Smith — who, full disclosure, went to school with my brother (we’ve never met) — wrote the film and cast many of his friends to play fictionalized versions of themselves. Mostly they’re buddies from college, though Kerry (Kerry Bishé from the final season of “Scrubs”) recruits two strangers she meets in the park to join the squad. As they’re welcomed into the group, we meet the rest of the guys, like meathead Bob (Bob Turton), wiseass Morgan (Morgan Beck), and (my favorite) droll Tom (Tom DiMenna). They make a believable group of college friends: the sort thrown together by random chance and proximity and then united by shared experience and intense living arrangements. Like true old friends, they don’t spend much time voicing their feelings; part of the fun of “Turkey Bowl” is intuiting the histories between these characters from the dirty looks they exchange, or bitter jokes they make.

Like true old friends, some of them are closer than others. Without the intense living arrangements, others have started to drift apart. Again, little of that is said, but all of it is present in the way they play this game. It’s a small, compact film, but it feels like it’s been drawn from a bigger, expansive world. The film is just 65 minutes, short for a feature, but the right length for “Turkey Day,” even if it diminishes its chances of finding national distribution. 65 minutes is just enough time to get invested in the characters and the game and not enough time to get bored with the fairly repetitive nature of its structure.

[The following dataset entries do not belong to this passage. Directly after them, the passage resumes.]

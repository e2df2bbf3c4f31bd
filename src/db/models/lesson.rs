// src/db/models/lesson.rs
use chrono::{NaiveDate, NaiveDateTime, NaiveTime};
use serde::{Deserialize, Serialize};
use utoipa::ToSchema;

/// A confirmed, scheduled session. Created exactly once per accepted request
/// (`request_id` is unique), mutated only by reschedule and completion,
/// never deleted. `is_completed` is a one-way latch.
#[derive(Debug, Serialize, Deserialize, sqlx::FromRow, ToSchema)]
pub struct Lesson {
    pub id: i32,
    pub request_id: Option<i32>,
    pub tutor_id: i32,
    pub student_id: i32,
    pub lesson_date: NaiveDate,
    pub start_time: NaiveTime,
    pub end_time: NaiveTime,
    pub is_completed: bool,
    pub created_at: Option<NaiveDateTime>,
}

/// The closed set of actions on a confirmed lesson.
///
/// Cancel is re-routed into the originating request's status; the lesson row
/// itself has no cancelled state (see DESIGN.md).
#[derive(Debug, Deserialize, ToSchema)]
#[serde(tag = "action", rename_all = "snake_case")]
pub enum LessonAction {
    Complete,
    Reschedule {
        new_date: NaiveDate,
        new_start_time: NaiveTime,
    },
    Cancel,
}

#[derive(Debug, Deserialize, ToSchema)]
pub struct RateLesson {
    pub rating: i32,
    pub comment: Option<String>,
}

/// Aggregate result of one auto-completion sweep.
#[derive(Debug, Serialize, Deserialize, ToSchema)]
pub struct SweepReport {
    pub total_scanned: usize,
    pub completed_count: usize,
    pub completed_ids: Vec<i32>,
}

#[derive(Debug, Serialize, Deserialize, ToSchema)]
pub struct SurveyEligibility {
    pub lesson_id: i32,
    pub eligible: bool,
}

#[cfg(test)]
mod tests {
    use super::*;

    #[test]
    fn lesson_actions_deserialize_from_tagged_payloads() {
        let complete: LessonAction = serde_json::from_str(r#"{"action":"complete"}"#).unwrap();
        assert!(matches!(complete, LessonAction::Complete));

        let reschedule: LessonAction = serde_json::from_str(
            r#"{"action":"reschedule","new_date":"2024-03-20","new_start_time":"09:30:00"}"#,
        )
        .unwrap();
        match reschedule {
            LessonAction::Reschedule {
                new_date,
                new_start_time,
            } => {
                assert_eq!(new_date.to_string(), "2024-03-20");
                assert_eq!(new_start_time.to_string(), "09:30:00");
            }
            other => panic!("expected reschedule, got {other:?}"),
        }

        assert!(serde_json::from_str::<LessonAction>(r#"{"action":"delete"}"#).is_err());
    }
}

As funny as “Turkey Bowl” often is, its melancholy ending underscores just how sad such annual rituals like this are. Even as they give us an opportunity to reconnect with friends, they remind us that we’re getting older and growing apart from the people we love. “Turkey Bowl”‘s single location and real-time structure (it begins with the arrival of the first players and ends with the departure of the last) isn’t just a low-budget trick or a narrative gimmick. Emphasizing the passage of time in the story forces us to consider the passage of time in our own lives, to realize how fleeting those happy moments are and how they matter so much more than the score of a football game. Yes, the film’s short. So is life.